*Required action*: Take every line from the entries below that includes the word "Payload" and copy it.

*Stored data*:
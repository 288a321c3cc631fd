// src/pipeline.rs

//! Wires the analysis agents into a ready-to-run task graph and prepares the
//! initial working context.

use std::fs;
use std::path::Path;

use serde_json::{json, Value};
use tracing::debug;

use crate::analysis::{
    CoachingAnalysis, InjuryAnalysis, LocationAnalysis, MatchupAnalysis, MomentumWeights,
    PerformanceAnalysis, PredictionSummary, RosterAnalysis, SeasonStatsAnalysis, WeatherAnalysis,
};
use crate::config::ConfigFile;
use crate::errors::{GridironError, Result};
use crate::graph::{Payload, TaskGraph, Work};

/// Name of the terminal synthesis node.
pub const PREDICTION_NODE: &str = "prediction";

/// Build the analysis DAG for a validated config.
///
/// Every enabled agent becomes one node; the roster agent runs after the
/// injury agent when both are enabled, and the prediction step depends on
/// every other node so it always runs last.
pub fn build_graph(cfg: &ConfigFile) -> Result<TaskGraph> {
    let enabled = cfg.enabled_agents();
    let mut graph = TaskGraph::new();

    for name in &enabled {
        graph.add_node(*name, agent_work(name, cfg)?, agent_deps(name, &enabled))?;
    }

    let deps = enabled.iter().map(|name| name.to_string()).collect();
    graph.add_node(PREDICTION_NODE, Box::new(PredictionSummary), deps)?;

    debug!(nodes = graph.len(), "analysis pipeline built");
    Ok(graph)
}

fn agent_work(name: &str, cfg: &ConfigFile) -> Result<Box<dyn Work>> {
    let work: Box<dyn Work> = match name {
        "performance" => Box::new(PerformanceAnalysis::new(MomentumWeights {
            yards: cfg.weights.yards,
            scoring: cfg.weights.scoring,
            efficiency: cfg.weights.efficiency,
        })),
        "injury" => Box::new(InjuryAnalysis),
        "roster" => Box::new(RosterAnalysis),
        "weather" => Box::new(WeatherAnalysis),
        "location" => Box::new(LocationAnalysis),
        "matchup" => Box::new(MatchupAnalysis),
        "season_stats" => Box::new(SeasonStatsAnalysis),
        "coaching" => Box::new(CoachingAnalysis),
        other => {
            return Err(GridironError::ConfigError(format!(
                "no agent registered under '{other}'"
            )))
        }
    };
    Ok(work)
}

fn agent_deps(name: &str, enabled: &[&str]) -> Vec<String> {
    match name {
        // The roster call builds on the injury report when it is available.
        "roster" if enabled.contains(&"injury") => vec!["injury".to_string()],
        _ => Vec::new(),
    }
}

/// Read the game-data JSON document that seeds the working context.
pub fn load_game_data(path: impl AsRef<Path>) -> Result<Payload> {
    let path = path.as_ref();
    let contents = fs::read_to_string(path)?;
    let value: Value = serde_json::from_str(&contents)?;

    match value {
        Value::Object(map) => Ok(map),
        _ => Err(GridironError::ConfigError(format!(
            "game data file '{}' must contain a JSON object",
            path.display()
        ))),
    }
}

/// Combine game data with the configured matchup identity.
pub fn initial_context(cfg: &ConfigFile, game_data: Payload) -> Payload {
    let mut context = game_data;
    context.insert("home_team".to_string(), json!(cfg.game.home_team));
    context.insert("away_team".to_string(), json!(cfg.game.away_team));
    context.insert("game_date".to_string(), json!(cfg.game.date.to_string()));
    context
}

#[cfg(test)]
mod tests {
    use super::*;
    use crate::config::{AnalysisSection, GameSection, WeightsSection};
    use chrono::NaiveDate;

    fn config(enabled: Option<Vec<&str>>) -> ConfigFile {
        let raw = crate::config::RawConfigFile {
            game: GameSection {
                home_team: "Jets".to_string(),
                away_team: "Jaguars".to_string(),
                date: NaiveDate::from_ymd_opt(2024, 12, 15).unwrap(),
            },
            weights: WeightsSection::default(),
            analysis: AnalysisSection {
                enabled: enabled.map(|names| names.iter().map(|s| s.to_string()).collect()),
            },
        };
        ConfigFile::try_from(raw).unwrap()
    }

    #[test]
    fn full_pipeline_has_all_agents_plus_prediction() {
        let graph = build_graph(&config(None)).unwrap();
        assert_eq!(graph.len(), crate::analysis::AGENTS.len() + 1);
        assert!(graph.contains(PREDICTION_NODE));
        assert_eq!(
            graph.dependencies_of("roster"),
            &["injury".to_string()]
        );
        assert_eq!(
            graph.dependencies_of(PREDICTION_NODE).len(),
            crate::analysis::AGENTS.len()
        );
    }

    #[test]
    fn roster_without_injury_has_no_dependencies() {
        let graph = build_graph(&config(Some(vec!["roster", "weather"]))).unwrap();
        assert!(graph.dependencies_of("roster").is_empty());
        assert_eq!(graph.len(), 3);
    }

    #[test]
    fn context_carries_matchup_identity() {
        let context = initial_context(&config(None), Payload::new());
        assert_eq!(context["home_team"], "Jets");
        assert_eq!(context["away_team"], "Jaguars");
        assert_eq!(context["game_date"], "2024-12-15");
    }
}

*Answer to the exercise*:
use crate::graph::{Payload, TaskGraph, Work};
pub fn load_game_data(path: impl AsRef<Path>) -> Result<Payload> {
pub fn initial_context(cfg: &ConfigFile, game_data: Payload) -> Payload {
        let context = initial_context(&config(None), Payload::new());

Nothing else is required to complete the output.